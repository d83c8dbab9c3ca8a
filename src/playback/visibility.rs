// =============================================================================
// VISIBILITY TRACKING
// =============================================================================
//
// A controller never talks to a platform intersection API directly. It owns a
// `VisibilityObserver` (the browser primitive, or the polled `BoundsObserver`
// below) and feeds whatever ratios it produces through a `VisibilityTracker`,
// which clamps them and derives the enter/exit and first-visible signals.
//
// =============================================================================

use std::time::Instant;

use crate::core::{RootMargin, ThresholdConfig};
use crate::video::SlotId;

/// One visibility report for one slot.
#[derive(Debug, Clone, Copy, PartialEq)]
pub struct VisibilityEvent {
    /// Fraction of the slot inside the (margin-expanded) viewport, 0.0..=1.0
    pub ratio: f64,
    pub at: Instant,
}

#[derive(Debug, Clone, PartialEq)]
pub struct ObserveOptions {
    /// Sorted, unique, within 0.0..=1.0
    pub thresholds: Vec<f64>,
    pub root_margin: RootMargin,
}

impl ObserveOptions {
    pub fn from_config(config: &ThresholdConfig) -> Self {
        Self {
            thresholds: config.observer_thresholds(),
            // Validated configs always parse; anything else observes the bare viewport
            root_margin: config.root_margin().unwrap_or_default(),
        }
    }
}

/// Platform capability reporting how much of an element is on screen.
pub trait VisibilityObserver {
    fn observe(&mut self, target: &SlotId, options: &ObserveOptions);
    /// Stops observing and releases the underlying resource. Safe to call twice.
    fn disconnect(&mut self);
}

// =============================================================================
// BOUNDING-BOX OBSERVER
// =============================================================================

/// Axis-aligned rectangle in host coordinates.
#[derive(Debug, Clone, Copy, PartialEq, Default)]
pub struct Bounds {
    pub x: f64,
    pub y: f64,
    pub width: f64,
    pub height: f64,
}

impl Bounds {
    pub fn new(x: f64, y: f64, width: f64, height: f64) -> Self {
        Self { x, y, width, height }
    }

    pub fn right(&self) -> f64 {
        self.x + self.width
    }

    pub fn bottom(&self) -> f64 {
        self.y + self.height
    }

    pub fn area(&self) -> f64 {
        self.width.max(0.0) * self.height.max(0.0)
    }

    pub fn intersection(&self, other: &Bounds) -> Option<Bounds> {
        let left = self.x.max(other.x);
        let top = self.y.max(other.y);
        let right = self.right().min(other.right());
        let bottom = self.bottom().min(other.bottom());

        if left < right && top < bottom {
            Some(Bounds::new(left, top, right - left, bottom - top))
        } else {
            None
        }
    }

    /// Grows the rectangle by `margin`; percentages resolve against this
    /// rectangle's own width (left/right) and height (top/bottom).
    pub fn expand(&self, margin: &RootMargin) -> Bounds {
        let top = margin.top.to_pixels(self.height);
        let right = margin.right.to_pixels(self.width);
        let bottom = margin.bottom.to_pixels(self.height);
        let left = margin.left.to_pixels(self.width);
        Bounds::new(
            self.x - left,
            self.y - top,
            self.width + left + right,
            self.height + top + bottom,
        )
    }
}

/// Visible fraction of `element` within `viewport`.
pub fn visible_ratio(element: &Bounds, viewport: &Bounds) -> f64 {
    let area = element.area();
    if area <= 0.0 {
        return 0.0;
    }
    element
        .intersection(viewport)
        .map(|overlap| (overlap.area() / area).clamp(0.0, 1.0))
        .unwrap_or(0.0)
}

/// Polled observer for hosts without an intersection primitive. The host
/// calls `sample` once per frame with fresh rectangles; an event is produced
/// only when the ratio moves across one of the registered thresholds.
#[derive(Debug, Default)]
pub struct BoundsObserver {
    options: Option<ObserveOptions>,
    last_bucket: Option<usize>,
}

impl BoundsObserver {
    pub fn new() -> Self {
        Self::default()
    }

    pub fn is_observing(&self) -> bool {
        self.options.is_some()
    }

    pub fn sample(&mut self, element: Bounds, viewport: Bounds, now: Instant) -> Option<VisibilityEvent> {
        let options = self.options.as_ref()?;
        let ratio = visible_ratio(&element, &viewport.expand(&options.root_margin));
        let bucket = Self::bucket(&options.thresholds, ratio);

        if self.last_bucket == Some(bucket) {
            return None;
        }
        self.last_bucket = Some(bucket);
        Some(VisibilityEvent { ratio, at: now })
    }

    /// Number of thresholds the ratio has reached. A zero threshold counts as
    /// reached only while something is actually intersecting.
    ///
    /// A threshold is reached at equality, so a ratio falling to exactly the
    /// pause threshold stays in the bucket above it and reports nothing; the
    /// drop is only seen once the ratio goes below it. Same crossing rule as
    /// a browser intersection observer.
    fn bucket(thresholds: &[f64], ratio: f64) -> usize {
        thresholds
            .iter()
            .filter(|&&t| if t == 0.0 { ratio > 0.0 } else { ratio >= t })
            .count()
    }
}

impl VisibilityObserver for BoundsObserver {
    fn observe(&mut self, target: &SlotId, options: &ObserveOptions) {
        log::debug!("Observing {} at thresholds {:?}", target, options.thresholds);
        self.options = Some(options.clone());
        self.last_bucket = None;
    }

    fn disconnect(&mut self) {
        self.options = None;
        self.last_bucket = None;
    }
}

// =============================================================================
// TRACKER
// =============================================================================

/// What a single ratio update meant for the slot.
#[derive(Debug, Clone, Copy, PartialEq)]
pub struct TrackerUpdate {
    pub event: VisibilityEvent,
    pub entered: bool,
    pub exited: bool,
    /// First nonzero ratio this slot has ever reported
    pub first_visible: bool,
}

pub struct VisibilityTracker<O: VisibilityObserver> {
    id: SlotId,
    observer: O,
    connected: bool,
    latest: Option<VisibilityEvent>,
    seen_visible: bool,
}

impl<O: VisibilityObserver> VisibilityTracker<O> {
    pub fn new(id: SlotId, mut observer: O, config: &ThresholdConfig) -> Self {
        observer.observe(&id, &ObserveOptions::from_config(config));
        Self {
            id,
            observer,
            connected: true,
            latest: None,
            seen_visible: false,
        }
    }

    pub fn record(&mut self, ratio: f64, now: Instant) -> Option<TrackerUpdate> {
        if !self.connected {
            return None;
        }

        let ratio = if ratio.is_nan() { 0.0 } else { ratio.clamp(0.0, 1.0) };
        let was_visible = self.latest.map(|e| e.ratio > 0.0).unwrap_or(false);
        let is_visible = ratio > 0.0;
        let event = VisibilityEvent { ratio, at: now };
        self.latest = Some(event);

        let first_visible = is_visible && !self.seen_visible;
        self.seen_visible |= is_visible;

        Some(TrackerUpdate {
            event,
            entered: is_visible && !was_visible,
            exited: !is_visible && was_visible,
            first_visible,
        })
    }

    pub fn ratio(&self) -> f64 {
        self.latest.map(|e| e.ratio).unwrap_or(0.0)
    }

    pub fn is_connected(&self) -> bool {
        self.connected
    }

    pub fn observer(&self) -> &O {
        &self.observer
    }

    pub fn observer_mut(&mut self) -> &mut O {
        &mut self.observer
    }

    pub fn disconnect(&mut self) {
        if !self.connected {
            return;
        }
        log::debug!("Disconnecting visibility observer for {}", self.id);
        self.connected = false;
        self.observer.disconnect();
    }
}

#[cfg(test)]
mod tests {
    use super::*;

    fn observing() -> BoundsObserver {
        let mut observer = BoundsObserver::new();
        observer.observe(&SlotId::from("slot"), &ObserveOptions {
            thresholds: vec![0.0, 0.2, 0.5],
            root_margin: RootMargin::default(),
        });
        observer
    }

    #[test]
    fn test_visible_ratio() {
        let viewport = Bounds::new(0.0, 0.0, 100.0, 100.0);
        assert_eq!(visible_ratio(&Bounds::new(0.0, 0.0, 100.0, 100.0), &viewport), 1.0);
        assert_eq!(visible_ratio(&Bounds::new(0.0, 50.0, 100.0, 100.0), &viewport), 0.5);
        assert_eq!(visible_ratio(&Bounds::new(0.0, 200.0, 100.0, 100.0), &viewport), 0.0);
        assert_eq!(visible_ratio(&Bounds::new(0.0, 0.0, 0.0, 0.0), &viewport), 0.0);
    }

    #[test]
    fn test_margin_expands_viewport() {
        let viewport = Bounds::new(0.0, 0.0, 100.0, 100.0);
        let element = Bounds::new(0.0, 150.0, 100.0, 100.0);
        assert_eq!(visible_ratio(&element, &viewport), 0.0);

        let margin: RootMargin = "100px".parse().unwrap();
        assert_eq!(visible_ratio(&element, &viewport.expand(&margin)), 0.5);
    }

    #[test]
    fn test_bounds_observer_reports_threshold_crossings_only() {
        let mut observer = observing();
        let viewport = Bounds::new(0.0, 0.0, 100.0, 100.0);
        let now = Instant::now();

        // First sample always reports, even fully hidden
        let first = observer.sample(Bounds::new(0.0, 300.0, 100.0, 100.0), viewport, now);
        assert_eq!(first.map(|e| e.ratio), Some(0.0));

        // Still hidden: nothing
        assert!(observer.sample(Bounds::new(0.0, 250.0, 100.0, 100.0), viewport, now).is_none());

        // 10% visible: crossed the zero threshold
        let entered = observer.sample(Bounds::new(0.0, 90.0, 100.0, 100.0), viewport, now);
        assert_eq!(entered.map(|e| e.ratio), Some(0.1));

        // 15% visible: same bucket
        assert!(observer.sample(Bounds::new(0.0, 85.0, 100.0, 100.0), viewport, now).is_none());

        // 60% visible: crossed pause and play at once, one event
        let up = observer.sample(Bounds::new(0.0, 40.0, 100.0, 100.0), viewport, now);
        assert_eq!(up.map(|e| e.ratio), Some(0.6));
    }

    #[test]
    fn test_falling_to_exact_threshold_is_not_a_crossing() {
        let mut observer = observing();
        let viewport = Bounds::new(0.0, 0.0, 100.0, 100.0);
        let now = Instant::now();

        let hold = observer.sample(Bounds::new(0.0, 70.0, 100.0, 100.0), viewport, now);
        assert_eq!(hold.map(|e| e.ratio), Some(0.3));

        // Exactly 0.2 has still reached the 0.2 threshold
        assert!(observer.sample(Bounds::new(0.0, 80.0, 100.0, 100.0), viewport, now).is_none());

        let below = observer.sample(Bounds::new(0.0, 81.0, 100.0, 100.0), viewport, now);
        assert_eq!(below.map(|e| e.ratio), Some(0.19));

        // Climbing back to exactly 0.2 is a crossing
        let back = observer.sample(Bounds::new(0.0, 80.0, 100.0, 100.0), viewport, now);
        assert_eq!(back.map(|e| e.ratio), Some(0.2));
    }

    #[test]
    fn test_disconnected_observer_is_silent() {
        let mut observer = observing();
        observer.disconnect();
        observer.disconnect();
        assert!(!observer.is_observing());
        let sample = observer.sample(
            Bounds::new(0.0, 0.0, 10.0, 10.0),
            Bounds::new(0.0, 0.0, 10.0, 10.0),
            Instant::now(),
        );
        assert!(sample.is_none());
    }

    #[test]
    fn test_tracker_enter_exit_and_first_visible() {
        let mut tracker = VisibilityTracker::new(SlotId::from("slot"), BoundsObserver::new(), &ThresholdConfig::default());
        assert!(tracker.observer().is_observing());
        let now = Instant::now();

        let update = tracker.record(0.0, now).unwrap();
        assert!(!update.entered && !update.exited && !update.first_visible);

        let update = tracker.record(0.1, now).unwrap();
        assert!(update.entered && update.first_visible);

        let update = tracker.record(0.0, now).unwrap();
        assert!(update.exited);

        let update = tracker.record(0.1, now).unwrap();
        assert!(update.entered && !update.first_visible);
    }

    #[test]
    fn test_tracker_clamps_ratio() {
        let mut tracker = VisibilityTracker::new(SlotId::from("slot"), BoundsObserver::new(), &ThresholdConfig::default());
        let now = Instant::now();
        assert_eq!(tracker.record(1.7, now).unwrap().event.ratio, 1.0);
        assert_eq!(tracker.record(-0.3, now).unwrap().event.ratio, 0.0);
        assert_eq!(tracker.record(f64::NAN, now).unwrap().event.ratio, 0.0);
    }

    #[test]
    fn test_tracker_disconnect_is_idempotent() {
        let mut tracker = VisibilityTracker::new(SlotId::from("slot"), BoundsObserver::new(), &ThresholdConfig::default());
        tracker.disconnect();
        tracker.disconnect();
        assert!(!tracker.is_connected());
        assert!(!tracker.observer().is_observing());
        assert!(tracker.record(0.9, Instant::now()).is_none());
        assert_eq!(tracker.ratio(), 0.0);
    }
}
◆ ◆ ◆
# INSTRUCTIONS FOR THE TASK:
If a line of the records above holds the word "height", show it.

# ANSWER BOX:
    pub height: f64,
    pub fn new(x: f64, y: f64, width: f64, height: f64) -> Self {
        Self { x, y, width, height }
        self.y + self.height
        self.width.max(0.0) * self.height.max(0.0)
    /// rectangle's own width (left/right) and height (top/bottom).
        let top = margin.top.to_pixels(self.height);
        let bottom = margin.bottom.to_pixels(self.height);
            self.height + top + bottom,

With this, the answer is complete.